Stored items
---

use anyhow::{Context, Result, bail};
use clap::{Parser, Subcommand, ValueEnum};
use pdf_async_runtime::{Action, PdfCommand, PdfUpdate, ThumbnailSize, Worker, WorkbenchState};
use pdf_pages::{
    CompressionQuality, CropMargins, Engine, ImagePageOptions, NumberPosition, Operation, Orientation,
    OutcomeDetail, PageNumberOptions, PageSize, RasterFormat, RasterOptions, RotationAngle, SourceFile,
    WatermarkOptions, WatermarkPosition, format_file_size,
};
use std::path::{Path, PathBuf};

mod logger;

#[derive(Parser)]
#[command(name = "pdft", about = "PDF page tools CLI", version)]
struct Cli {
    #[command(subcommand)]
    command: Commands,

    /// Directory for output files
    #[arg(short, long, global = true, default_value = ".")]
    output_dir: PathBuf,

    /// Write the operation as a JSON job file instead of running it
    #[arg(long, global = true)]
    save_job: Option<PathBuf>,

    /// More log output (repeat for more)
    #[arg(short, long, global = true, action = clap::ArgAction::Count)]
    verbose: u8,
}

#[derive(Subcommand)]
enum Commands {
    /// Combine PDFs in the given order
    Merge {
        #[arg(required = true, num_args = 2..)]
        inputs: Vec<PathBuf>,
    },

    /// One output per range, e.g. "1-3, 5, 8-10"
    SplitRanges { input: PathBuf, ranges: String },

    /// Copy the listed pages into a single file
    Extract { input: PathBuf, pages: String },

    /// Chunks of N pages
    SplitEvery {
        input: PathBuf,
        #[arg(short)]
        n: usize,
    },

    /// N files of near-equal length
    SplitInto {
        input: PathBuf,
        #[arg(short)]
        n: usize,
    },

    /// One file per page
    SplitAll { input: PathBuf },

    /// Rotate pages clockwise, on top of their current rotation
    Rotate {
        input: PathBuf,

        /// 90, 180, 270 or 360
        #[arg(long, default_value = "90")]
        angle: i64,

        /// Pages to rotate (default: all)
        #[arg(long)]
        pages: Option<String>,
    },

    /// Stamp translucent text on every page
    Watermark {
        input: PathBuf,

        #[arg(long)]
        text: String,

        #[arg(long, default_value = "0.3")]
        opacity: f32,

        /// Hex color
        #[arg(long, default_value = "#8B5CF6")]
        color: String,

        /// Font size in points (default: 8% of the shorter page side)
        #[arg(long)]
        font_size: Option<f32>,

        #[arg(long, default_value = "diagonal", value_enum)]
        position: WatermarkPositionArg,
    },

    /// Remove pages
    DeletePages { input: PathBuf, pages: String },

    /// Rebuild with pages in the given order, e.g. "3, 1-2"
    Reorder { input: PathBuf, order: String },

    /// Add page numbers
    Number {
        input: PathBuf,

        #[arg(long, default_value = "bottom-center", value_enum)]
        position: NumberPositionArg,

        /// Number printed on the first page
        #[arg(long, default_value = "1")]
        start: usize,

        #[arg(long, default_value = "12")]
        font_size: f32,

        /// Distance from the page edge in points
        #[arg(long, default_value = "30")]
        margin: f32,
    },

    /// Encrypt with a password (128-bit RC4)
    Protect {
        input: PathBuf,
        #[arg(long)]
        password: String,
    },

    /// One page per image
    ImagesToPdf {
        #[arg(required = true, num_args = 1..)]
        inputs: Vec<PathBuf>,

        #[arg(long, default_value = "fit", value_enum)]
        page_size: PageSizeArg,

        #[arg(long, default_value = "portrait", value_enum)]
        orientation: OrientationArg,
    },

    /// Render each page to an image
    ToImages {
        input: PathBuf,

        #[arg(long, default_value = "png", value_enum)]
        format: RasterFormatArg,

        #[arg(long, default_value = "150")]
        dpi: f32,
    },

    /// Shrink the visible area by margins in points
    Crop {
        input: PathBuf,
        #[arg(long, default_value = "0")]
        left: f32,
        #[arg(long, default_value = "0")]
        bottom: f32,
        #[arg(long, default_value = "0")]
        right: f32,
        #[arg(long, default_value = "0")]
        top: f32,
    },

    /// Re-serialize with unused objects pruned and streams compressed
    Compress {
        input: PathBuf,
        #[arg(long, default_value = "medium", value_enum)]
        quality: QualityArg,
    },

    /// Page count, size and metadata
    Info { input: PathBuf },

    /// Run a JSON job file against the inputs
    Run {
        #[arg(long)]
        job: PathBuf,

        #[arg(required = true, num_args = 1..)]
        inputs: Vec<PathBuf>,
    },

    /// Load files into a collection and render their previews
    Thumbnails {
        #[arg(required = true, num_args = 1..)]
        inputs: Vec<PathBuf>,

        #[arg(long, default_value = "medium", value_enum)]
        size: SizeArg,

        /// Write each preview as <name>_thumb.jpg into the output directory
        #[arg(long)]
        save: bool,
    },
}

#[derive(Clone, Copy, ValueEnum)]
enum WatermarkPositionArg {
    Center,
    Diagonal,
}

#[derive(Clone, Copy, ValueEnum)]
enum NumberPositionArg {
    BottomCenter,
    BottomLeft,
    BottomRight,
    TopCenter,
    TopLeft,
    TopRight,
}

#[derive(Clone, Copy, ValueEnum)]
enum PageSizeArg {
    Fit,
    A4,
    Letter,
}

#[derive(Clone, Copy, ValueEnum)]
enum OrientationArg {
    Portrait,
    Landscape,
}

#[derive(Clone, Copy, ValueEnum)]
enum RasterFormatArg {
    Png,
    Jpg,
}

#[derive(Clone, Copy, ValueEnum)]
enum QualityArg {
    Low,
    Medium,
    High,
}

#[derive(Clone, Copy, ValueEnum)]
enum SizeArg {
    Small,
    Medium,
    Large,
}

impl From<WatermarkPositionArg> for WatermarkPosition {
    fn from(arg: WatermarkPositionArg) -> Self {
        match arg {
            WatermarkPositionArg::Center => Self::Center,
            WatermarkPositionArg::Diagonal => Self::Diagonal,
        }
    }
}

impl From<NumberPositionArg> for NumberPosition {
    fn from(arg: NumberPositionArg) -> Self {
        match arg {
            NumberPositionArg::BottomCenter => Self::BottomCenter,
            NumberPositionArg::BottomLeft => Self::BottomLeft,
            NumberPositionArg::BottomRight => Self::BottomRight,
            NumberPositionArg::TopCenter => Self::TopCenter,
            NumberPositionArg::TopLeft => Self::TopLeft,
            NumberPositionArg::TopRight => Self::TopRight,
        }
    }
}

impl From<PageSizeArg> for PageSize {
    fn from(arg: PageSizeArg) -> Self {
        match arg {
            PageSizeArg::Fit => Self::Fit,
            PageSizeArg::A4 => Self::A4,
            PageSizeArg::Letter => Self::Letter,
        }
    }
}

impl From<OrientationArg> for Orientation {
    fn from(arg: OrientationArg) -> Self {
        match arg {
            OrientationArg::Portrait => Self::Portrait,
            OrientationArg::Landscape => Self::Landscape,
        }
    }
}

impl From<RasterFormatArg> for RasterFormat {
    fn from(arg: RasterFormatArg) -> Self {
        match arg {
            RasterFormatArg::Png => Self::Png,
            RasterFormatArg::Jpg => Self::Jpg,
        }
    }
}

impl From<QualityArg> for CompressionQuality {
    fn from(arg: QualityArg) -> Self {
        match arg {
            QualityArg::Low => Self::Low,
            QualityArg::Medium => Self::Medium,
            QualityArg::High => Self::High,
        }
    }
}

impl From<SizeArg> for ThumbnailSize {
    fn from(arg: SizeArg) -> Self {
        match arg {
            SizeArg::Small => Self::Small,
            SizeArg::Medium => Self::Medium,
            SizeArg::Large => Self::Large,
        }
    }
}

/// Translate a subcommand into an operation plus its input paths
async fn into_operation(command: Commands) -> Result<(Operation, Vec<PathBuf>)> {
    let job = match command {
        Commands::Merge { inputs } => (Operation::Merge, inputs),
        Commands::SplitRanges { input, ranges } => (Operation::SplitRanges { ranges }, vec![input]),
        Commands::Extract { input, pages } => (Operation::Extract { pages }, vec![input]),
        Commands::SplitEvery { input, n } => (Operation::SplitEvery { n }, vec![input]),
        Commands::SplitInto { input, n } => (Operation::SplitInto { n }, vec![input]),
        Commands::SplitAll { input } => (Operation::SplitAll, vec![input]),
        Commands::Rotate { input, angle, pages } => (
            Operation::Rotate {
                angle: RotationAngle::from_degrees(angle)?,
                pages,
            },
            vec![input],
        ),
        Commands::Watermark {
            input,
            text,
            opacity,
            color,
            font_size,
            position,
        } => (
            Operation::Watermark(WatermarkOptions {
                text,
                opacity,
                color,
                font_size,
                position: position.into(),
            }),
            vec![input],
        ),
        Commands::DeletePages { input, pages } => (Operation::DeletePages { pages }, vec![input]),
        Commands::Reorder { input, order } => (Operation::Reorder { order }, vec![input]),
        Commands::Number {
            input,
            position,
            start,
            font_size,
            margin,
        } => (
            Operation::AddPageNumbers(PageNumberOptions {
                position: position.into(),
                start_number: start,
                font_size,
                margin,
            }),
            vec![input],
        ),
        Commands::Protect { input, password } => (Operation::Protect { password }, vec![input]),
        Commands::ImagesToPdf {
            inputs,
            page_size,
            orientation,
        } => (
            Operation::ImagesToPdf(ImagePageOptions {
                page_size: page_size.into(),
                orientation: orientation.into(),
            }),
            inputs,
        ),
        Commands::ToImages { input, format, dpi } => (
            Operation::PdfToImages(RasterOptions {
                format: format.into(),
                dpi,
            }),
            vec![input],
        ),
        Commands::Crop {
            input,
            left,
            bottom,
            right,
            top,
        } => (
            Operation::Crop(CropMargins {
                left,
                bottom,
                right,
                top,
            }),
            vec![input],
        ),
        Commands::Compress { input, quality } => (
            Operation::Compress {
                quality: quality.into(),
            },
            vec![input],
        ),
        Commands::Info { input } => (Operation::Info, vec![input]),
        Commands::Run { job, inputs } => {
            let operation = Operation::load(&job)
                .await
                .with_context(|| format!("Failed to load job {}", job.display()))?;
            (operation, inputs)
        }
        Commands::Thumbnails { .. } => bail!("Thumbnails is not a document operation"),
    };
    Ok(job)
}

fn build_engine() -> Engine {
    #[cfg(feature = "pdfium")]
    {
        Engine::new().with_rasterizer(std::sync::Arc::new(pdf_pages::PdfiumRasterizer::default()))
    }
    #[cfg(not(feature = "pdfium"))]
    {
        Engine::new()
    }
}

async fn run_operation(operation: Operation, inputs: Vec<PathBuf>, output_dir: &Path) -> Result<()> {
    let mut sources = Vec::with_capacity(inputs.len());
    for path in &inputs {
        let source = SourceFile::read(path)
            .await
            .with_context(|| format!("Failed to read {}", path.display()))?;
        sources.push(source);
    }

    let name = operation.name();
    let outcome = build_engine().execute_async(operation, sources).await?;

    if !outcome.files.is_empty() {
        tokio::fs::create_dir_all(output_dir).await?;
    }
    for file in &outcome.files {
        let path = file.save_into(output_dir).await?;
        println!("{} → {}", name, path.display());
    }

    match outcome.detail {
        OutcomeDetail::None => {}
        OutcomeDetail::Deleted(count) => println!("Removed {} page(s)", count),
        OutcomeDetail::Compression(stats) => println!(
            "{} → {} ({:.1}% smaller)",
            format_file_size(stats.original_size as u64),
            format_file_size(stats.compressed_size as u64),
            stats.reduction_percent
        ),
        OutcomeDetail::Skipped(skipped) => {
            for asset in skipped {
                log::warn!("Skipped {}: {}", asset.name, asset.reason);
            }
        }
        OutcomeDetail::Info(info) => {
            println!("Pages: {}", info.page_count);
            println!("Size: {}", format_file_size(info.file_size as u64));
            for (label, value) in [
                ("Title", info.title),
                ("Author", info.author),
                ("Subject", info.subject),
                ("Creator", info.creator),
                ("Producer", info.producer),
            ] {
                if let Some(value) = value {
                    println!("{}: {}", label, value);
                }
            }
        }
    }
    Ok(())
}

async fn run_thumbnails(inputs: Vec<PathBuf>, size: ThumbnailSize, save: bool, output_dir: &Path) -> Result<()> {
    let (worker, mut updates) = Worker::spawn(build_engine());
    worker.send(PdfCommand::Workbench(Action::SetThumbnailSize(size)))?;
    worker.send(PdfCommand::AddFiles { paths: inputs })?;
    drop(worker);

    let mut last_state: Option<WorkbenchState> = None;
    while let Some(update) = updates.recv().await {
        match update {
            PdfUpdate::StateChanged { state, .. } => last_state = Some(state),
            PdfUpdate::Progress { current, total, .. } => log::info!("Rendered {}/{}", current, total),
            PdfUpdate::Error { message } => log::error!("{}", message),
            _ => {}
        }
    }

    let Some(state) = last_state else {
        bail!("No files could be loaded");
    };
    if save {
        tokio::fs::create_dir_all(output_dir).await?;
    }
    for entry in &state.files {
        match (&entry.thumbnail, &entry.error) {
            (Some(thumbnail), _) => {
                println!(
                    "{}\t{}\t{} page(s)\t{}x{}",
                    entry.name,
                    format_file_size(entry.size as u64),
                    entry.page_count,
                    thumbnail.width,
                    thumbnail.height
                );
                if save {
                    let path = output_dir.join(format!("{}_thumb.jpg", pdf_pages::base_name(&entry.name)));
                    tokio::fs::write(&path, thumbnail.jpeg.as_slice()).await?;
                }
            }
            (None, Some(error)) => println!("{}\terror: {}", entry.name, error),
            (None, None) => println!("{}\tpending", entry.name),
        }
    }
    println!(
        "{} file(s), {} page(s), {}",
        state.files.len(),
        state.total_pages(),
        format_file_size(state.total_size() as u64)
    );
    Ok(())
}

#[tokio::main]
async fn main() -> Result<()> {
    let cli = Cli::parse();
    logger::CliLogger::from_verbosity(cli.verbose).init()?;

    if let Commands::Thumbnails { inputs, size, save } = cli.command {
        return run_thumbnails(inputs, size.into(), save, &cli.output_dir).await;
    }

    let (operation, inputs) = into_operation(cli.command).await?;
    if let Some(job) = cli.save_job {
        operation.save(&job).await?;
        println!("Saved {} job → {}", operation.name(), job.display());
        return Ok(());
    }
    run_operation(operation, inputs, &cli.output_dir).await
}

---

Read through the data above. Report each line that has the word "Some".

                if let Some(value) = value {
    while let Some(update) = updates.recv().await {
            PdfUpdate::StateChanged { state, .. } => last_state = Some(state),
    let Some(state) = last_state else {
            (Some(thumbnail), _) => {
            (None, Some(error)) => println!("{}\terror: {}", entry.name, error),
    if let Some(job) = cli.save_job {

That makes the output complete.